North Korean leader Kim Jong-un made his first public appearance in two weeks on Monday paying tribute to his father - the country’s former leader Kim Jong-il - on the seventh anniversary of his death, reported the North’s state media.

The Rodong Sinmun, North Korea’s leading state newspaper, said that Kim Jong-un laid wreaths in front of the statues of his father and grandfather, the country’s founder Kim Il Sung, at the Kumsusan Palace of the Sun, and paid respects to their embalmed bodies on the country’s “greatest day of memorial.”

“Our party has adhered [to] the idea and line of Kim Jong-il and his revolutionary principle and has resolutely struggled to carry out his last instructions for the last seven years,” Kim Jong-un said in a memorial address.

He called upon party members to fulfill their “obligation and duties as his revolutionary soldiers in the future too, so as to dynamically struggle to implement his plan and desire to the last without an inch of deflection and any concession.”

Kim has not appeared in public since Dec. 3, when he visited a shoe factory in Wonsan, as Pyongyang’s dealings with Washington over denuclearization have reached an impasse in recent days.

His message, analysts say, may suggest the North intends to stick to its position of gradually dismantling its nuclear program if matched by economic rewards from Washington.

Accompanying Kim Jong-un was nearly the entirety of the Korean Workers’ Party’s Central Committee, according to the Rodong Sinmun.
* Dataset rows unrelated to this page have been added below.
//! Inbound commands to the application service.
//!
//! These represent actions requested by the outside world (console, RPC,
//! another firmware task) that the
//! [`Bme68xService`](super::service::Bme68xService) interprets and acts upon.

use crate::bsec::{ChannelGroup, SampleRate};

/// Commands that external adapters can send into the application core.
#[derive(Debug, Clone, PartialEq)]
pub enum AppCommand {
    /// Kick off the control loop (no-op if already running).
    Start,

    /// Heat-source compensation value for the next measurements.
    SetHeatSource(f32),

    /// Change the subscription rate of one channel group.
    SetSampleRate(ChannelGroup, SampleRate),

    /// Apply a vendor configuration blob from storage.
    LoadConfiguration(String),

    /// Restore engine state from storage.
    LoadState(String),

    /// Persist engine state to storage now.
    SaveState(String),
}
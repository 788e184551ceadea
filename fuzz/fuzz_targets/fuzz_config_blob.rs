//! Fuzz target: configuration inputs
//!
//! Feeds arbitrary bytes to the JSON configuration parser and to the
//! vendor config-blob header strip.  Neither may panic; an accepted JSON
//! record must pass its own validation.
//!
//! cargo fuzz run fuzz_config_blob

#![no_main]

use bme68x_bsec::adapters::config_file::JsonConfigFile;
use bme68x_bsec::bsec::CONFIG_BLOB_HEADER_LEN;
use bme68x_bsec::bsec::adapter::strip_config_header;
use libfuzzer_sys::fuzz_target;

fuzz_target!(|data: &[u8]| {
    match strip_config_header(data) {
        Ok(body) => assert_eq!(body.len() + CONFIG_BLOB_HEADER_LEN, data.len()),
        Err(_) => assert!(data.len() < CONFIG_BLOB_HEADER_LEN),
    }

    if let Ok(text) = core::str::from_utf8(data) {
        if let Ok(cfg) = JsonConfigFile::parse(text) {
            assert!(cfg.validate().is_ok());
        }
    }
});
Shown around him on the paper’s front page were figures like Choe Ryong-hae - described by the U.S. Treasury Department as the No. 2 official in North Korea and who was recently sanctioned for human rights abuses - and Ri Su-yong - reportedly the country’s top foreign affairs official.
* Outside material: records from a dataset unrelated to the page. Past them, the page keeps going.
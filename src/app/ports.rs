//! Port traits: the hexagonal boundary between domain logic and the outside world.
//!
//! ```text
//!   Adapter ──▶ Port trait ──▶ Bme68xService (domain)
//! ```
//!
//! Driven adapters (bus, sensor driver, fusion engine, blob storage, event
//! sinks) implement these traits.  The
//! [`Bme68xService`](super::service::Bme68xService) consumes them via
//! generics, so the scheduling core never touches hardware or the vendor
//! library directly and can be driven by test doubles on the host.
//!
//! ## Error policy
//!
//! - Port errors are typed; no port retries internally.
//! - Callers decide whether a failure is fatal (init) or logged and
//!   skipped (runtime cycle).

use crate::bsec::{CycleSettings, Input, Outputs, SensorConfiguration, Version};
use crate::config::Bme68xConfig;
use crate::error::{ConfigError, DriverError, EngineError, IoError};
use crate::sensors::{FieldData, OpMode, SensorSettings};

// ───────────────────────────────────────────────────────────────
// Transport port (driven adapter: domain → bus)
// ───────────────────────────────────────────────────────────────

/// Register-level access to one device on a bus.
///
/// A single failed transfer is reported as [`IoError::Bus`]; there are no
/// retries at this level.
pub trait Transport {
    /// Read `buf.len()` bytes starting at register `reg`.
    fn read(&mut self, reg: u8, buf: &mut [u8]) -> Result<(), IoError>;

    /// Write `data` starting at register `reg`.
    fn write(&mut self, reg: u8, data: &[u8]) -> Result<(), IoError>;

    /// Blocking sleep.
    fn delay_us(&mut self, us: u32);
}

// ───────────────────────────────────────────────────────────────
// Sensor driver port
// ───────────────────────────────────────────────────────────────

/// The gas/environmental sensor as the control loop sees it.
pub trait SensorDriver {
    fn set_op_mode(&mut self, mode: OpMode) -> Result<(), DriverError>;

    fn op_mode(&mut self) -> Result<OpMode, DriverError>;

    /// Program oversampling, filter and heater profile.
    fn apply_settings(&mut self, settings: &SensorSettings) -> Result<(), DriverError>;

    /// Heater duration actually programmed, in ms.  May differ from the
    /// requested value because of the register encoding.
    fn heater_duration_ms(&mut self) -> Result<u32, DriverError>;

    /// Fetch one field of data.  A reading without the new-data bit is not
    /// an error.
    fn get_data(&mut self, mode: OpMode) -> Result<FieldData, DriverError>;
}

// ───────────────────────────────────────────────────────────────
// Fusion engine port (the opaque vendor library)
// ───────────────────────────────────────────────────────────────

/// Contract of the closed-source fusion engine.
///
/// Status codes are carried verbatim in [`EngineError`].  Every call is
/// synchronous and runs to completion on the caller's context.
pub trait FusionEngine {
    fn init(&mut self) -> Result<(), EngineError>;

    fn version(&mut self) -> Result<Version, EngineError>;

    /// Apply a configuration blob (header already stripped).
    fn set_configuration(&mut self, blob: &[u8]) -> Result<(), EngineError>;

    /// Restore a previously serialised state blob.
    fn set_state(&mut self, blob: &[u8]) -> Result<(), EngineError>;

    /// Serialise the current state into `buf`, returning the length used.
    fn get_state(&mut self, buf: &mut [u8]) -> Result<usize, EngineError>;

    /// Subscribe the given virtual sensors.
    fn update_subscription(
        &mut self,
        requested: &[SensorConfiguration],
    ) -> Result<(), EngineError>;

    /// Ask what the sensor should do at `timestamp_ns`.
    fn sensor_control(&mut self, timestamp_ns: i64) -> Result<CycleSettings, EngineError>;

    /// Run one fusion step, appending results to `outputs`.
    fn do_steps(&mut self, inputs: &[Input], outputs: &mut Outputs) -> Result<(), EngineError>;
}

// ───────────────────────────────────────────────────────────────
// Blob storage port (driven adapter: domain ↔ filesystem)
// ───────────────────────────────────────────────────────────────

/// Whole-blob persistence for configuration and state files.
pub trait BlobStore {
    /// Read the full blob at `path`.
    fn load(&self, path: &str) -> Result<Vec<u8>, ConfigError>;

    /// Replace the blob at `path`.  A short write is
    /// [`ConfigError::PartialWrite`].
    fn save(&mut self, path: &str, data: &[u8]) -> Result<(), ConfigError>;
}

// ───────────────────────────────────────────────────────────────
// Event sink port (driven adapter: domain → listeners)
// ───────────────────────────────────────────────────────────────

/// The domain emits [`AppEvent`](super::events::AppEvent)s through this
/// port.  Delivery is synchronous: `emit` returns after the listener has
/// seen the event.
pub trait EventSink {
    fn emit(&mut self, event: &super::events::AppEvent);
}

// ───────────────────────────────────────────────────────────────
// Configuration port
// ───────────────────────────────────────────────────────────────

/// Loads and persists the sensor configuration record.
///
/// Implementations validate before persisting and reject out-of-range
/// values with [`ConfigError::Invalid`] rather than clamping them.
pub trait ConfigPort {
    /// Returns [`Bme68xConfig::default()`] if no stored config exists.
    fn load(&self) -> Result<Bme68xConfig, ConfigError>;

    fn save(&self, config: &Bme68xConfig) -> Result<(), ConfigError>;
}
The memorial ceremony came at a time when recent news from the isolated country indicates potential challenges to Kim Jong-un’s legitimacy have effectively disappeared.

According to a JoongAng Ilbo report from last Wednesday, Kim Il Sung’s second wife, Kim Song-ae died some time in the last few months.

Kim Song-ae - the mother of two sons and two daughters by the country’s founder - was a powerful figure in the North during the later years of Kim Il Sung’s rule when she led the Korean Democratic Women’s Union - a mass state-run women’s organization - during its peak in influence from 1972 to 1998.

She often accompanied her husband on foreign trips and acted as the country’s first lady - effectively the only person to carry out such a role until Ri Sol-ju began to be referred to as such by state media since this April.

A prominent defector-turned-writer in South Korea described Kim Song-ae as the “mirror image of Jiang Qing,” the powerful wife of China’s strongman Mao Zedong who spearheaded much of the turbulence during that country’s Cultural Revolution in the ‘60s.

Kim Song-ae’s power inevitably brought her into conflict with her stepson and the country’s heir-apparent, Kim Jong-il, whom she reportedly attempted to supplant with her own eldest son, Kim Pyong-il, in the early ‘70s.

But Kim Jong-il’s control over the state’s propaganda apparatus allowed him to defeat such a challenge, and by 1974 he assumed total control over the party and became the de-facto co-ruler of the country along with his father.

After Kim Il Sung died in 1994, Kim Song-ae was ostracized from the North’s ruling establishment and relegated to obscurity, though she outlived her stepson, who died in 2011.

The same fate befell her children. Kim Pyong-il has effectively been in exile since 1988, when he was appointed North Korea’s ambassador to Hungary, and now serves as ambassador to the Czech Republic.

But recent history suggests they were the lucky ones.

To shore up his legitimacy following his rise to power, Kim Jong-un ordered the execution of his uncle, Jang Song-thaek, and the assassination of his half-brother, Kim Jong-nam, early last year - practices referred to by North Koreans as “cutting off the side branches” of the Kim family tree.